Category Archives: Links

Return, with a GIF

So much has happened in the last year. It’s almost exactly twelve months since I last published anything on this blog, although I have used it a fair bit for storage of writing. I have been putting off a return to traditional blogging, in as much I ever traditionally blogged, until today I had a thought. What if I just used my blog for silly things? Nobody is marking me for this blog. There will not, I hope, be a test. So with that in mind, and a potentially funny idea occurring to me during the day, I decided to bring the blog back with an animated GIF of all things.

The GIF shows my mouse cursor hanging out idly at the side of the screen as I browse Facebook. Then something quite unexpected happens when I move it slightly. (You will need to click to see it animate.)

Terrifying image appears covering the screen when hovering over advertisement

The Perils of HoverZoom

Context for the GIF:
HoverZoom(dot net) is an extension for the Google Chrome browser that loads images when the mouse cursor is hovering over them, and shows them on the screen without having to click the link. It sounds very basic, but I found its functionality became a huge part of my web browsing over a relatively short time. It’s hard to describe just how much faster it feels not to have to open a tab and close it five seconds later (or less!). HoverZoom has been at the centre of some controversy recently, so I’ve been looking into alternatives like Imagus, but most importantly, I’ve been thinking about HoverZoom and its usefulness a lot. So while similar things have happened to me in the past, this one struck me as a perfect illustration of when it is not quite as good an extension as one might think.

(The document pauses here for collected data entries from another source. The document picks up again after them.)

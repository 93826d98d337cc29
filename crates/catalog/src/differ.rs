//! Matching items across generations.
//!
//! An item matches an earlier one by primary-source id, or failing that by
//! normalized title. Matches carry first-seen timestamps forward and tell
//! which items are new.

use std::collections::HashMap;

use chrono::{DateTime, Utc};

use crate::models::Item;

/// Lookup index over one generation
pub struct Matcher<'a> {
    items: &'a [Item],
    by_id: HashMap<&'a str, usize>,
    by_title: HashMap<String, usize>,
}

impl<'a> Matcher<'a> {
    pub fn new(items: &'a [Item]) -> Self {
        let mut by_id = HashMap::new();
        let mut by_title = HashMap::new();
        for (i, item) in items.iter().enumerate() {
            by_id.entry(item.source_id.as_str()).or_insert(i);
            if let Some(title) = item.normalized_title() {
                by_title.entry(title).or_insert(i);
            }
        }

        Self {
            items,
            by_id,
            by_title,
        }
    }

    pub fn find(&self, item: &Item) -> Option<&'a Item> {
        let index = self.by_id.get(item.source_id.as_str()).or_else(|| {
            item.normalized_title()
                .and_then(|title| self.by_title.get(&title))
        })?;
        self.items.get(*index)
    }
}

/// Merge freshly resolved items into a new generation.
///
/// Matched items keep their first-seen time, and their last-updated time when
/// nothing changed. Everything else is stamped with `now`. The result is
/// sorted newest first, undated items last.
pub fn merge(previous: &[Item], fresh: Vec<Item>, now: DateTime<Utc>) -> Vec<Item> {
    let matcher = Matcher::new(previous);

    let mut merged: Vec<Item> = fresh
        .into_iter()
        .map(|mut item| {
            match matcher.find(&item) {
                Some(old) if old.first_seen.is_some() => {
                    item.first_seen = old.first_seen;
                    item.updated_at = if item.same_content(old) {
                        old.updated_at.or(Some(now))
                    } else {
                        Some(now)
                    };
                }
                _ => {
                    item.first_seen = Some(now);
                    item.updated_at = Some(now);
                }
            }
            item
        })
        .collect();

    // Option orders None first, so reversing puts undated items last
    merged.sort_by(|a, b| b.first_seen.cmp(&a.first_seen));
    merged
}

/// Items of `current` with no match in `previous`.
pub fn diff_new(current: &[Item], previous: &[Item]) -> Vec<Item> {
    let matcher = Matcher::new(previous);
    current
        .iter()
        .filter(|item| matcher.find(item).is_none())
        .cloned()
        .collect()
}

/// Copy enrichment results from the previous generation onto raw catalog items.
///
/// Titles and catalog fields stay as the catalog returned them; ids, resolved
/// text and markers come from the match unless the raw item already has them.
pub fn carry_forward(previous: &[Item], fresh: &mut [Item]) -> usize {
    let matcher = Matcher::new(previous);
    let mut carried = 0;

    for item in fresh.iter_mut() {
        let Some(old) = matcher.find(item) else {
            continue;
        };
        item.reference_id = item.reference_id.or(old.reference_id);
        item.secondary_id = item.secondary_id.or(old.secondary_id);
        if item.reference_text.is_none() {
            item.reference_text = old.reference_text.clone();
        }
        if item.secondary_text.is_none() {
            item.secondary_text = old.secondary_text.clone();
        }
        if item.markers.is_empty() {
            item.markers = old.markers.clone();
        }
        carried += 1;
    }

    carried
}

PyStroke: Pre-alpha at last!

It’s been a long time coming, but I finally got my game engine properly online in a version controlled, browsable form. Say hello to PyStroke v0.02!

This isn’t an amazing success, or even much of a step forward, in terms of programming. I haven’t worked much on it since Ludum Dare, thanks to various assignments, including writing a twenty-page report on PyStroke and assorted research as part of my Final Year Project. However, I have met some nice people through Reddit and Twitter who are interested in reading the code and giving it a try. As well as that, I wanted to have a build online by Christmas. Unfortunately that wasn’t possible, given the aforementioned assignments taking up so much time, but less than two weeks later isn’t too bad, I don’t think. And technically, my Ludum Dare game included a build of the engine more than a week before Christmas, it just wasn’t very readable. So overall, I think I succeeded.

The code isn’t exactly pretty, but it is very, very much a work in progress – pre-alpha is even being a tad generous. I have used it to create games, but I don’t necessarily think it follows that someone else will be able to. In the next week, I hope to knock together an extremely simple game and write a little tutorial on how the engine is used, as I see it.

There is one semantic bug that isn’t going to go away for a little while – rotation of the ‘vex’ (or vector sprites) uses a slightly incorrect call to do some of its calculation. The rotation works, but under the hood it isn’t strictly right. I’ll need to give that some time as a priority in the coming days.

Anyway, I’m glad to have it finally out there! Feels good. Expect to hear more about it as January (and the year) continues.

Ludum Dare 25

My Final Year project has ballooned somewhat from a relatively simple idea to make an open-source game, to the considerably more complex idea to create a game framework for others to use. I’m not upset about this, though. I’ve discovered I really enjoy playing about with the bits that people will use to make games.

Last weekend was the 25th Ludum Dare competition. It was also, on Saturday, the time of my last exam this semester. So, as tempted as I was, I did not start a Ludum Dare game at 2am on Saturday like many other participants. I told myself that if the exam went well, and if I could make the current pre-alpha build of the library separate from the main sample game, that I would try to knock something together.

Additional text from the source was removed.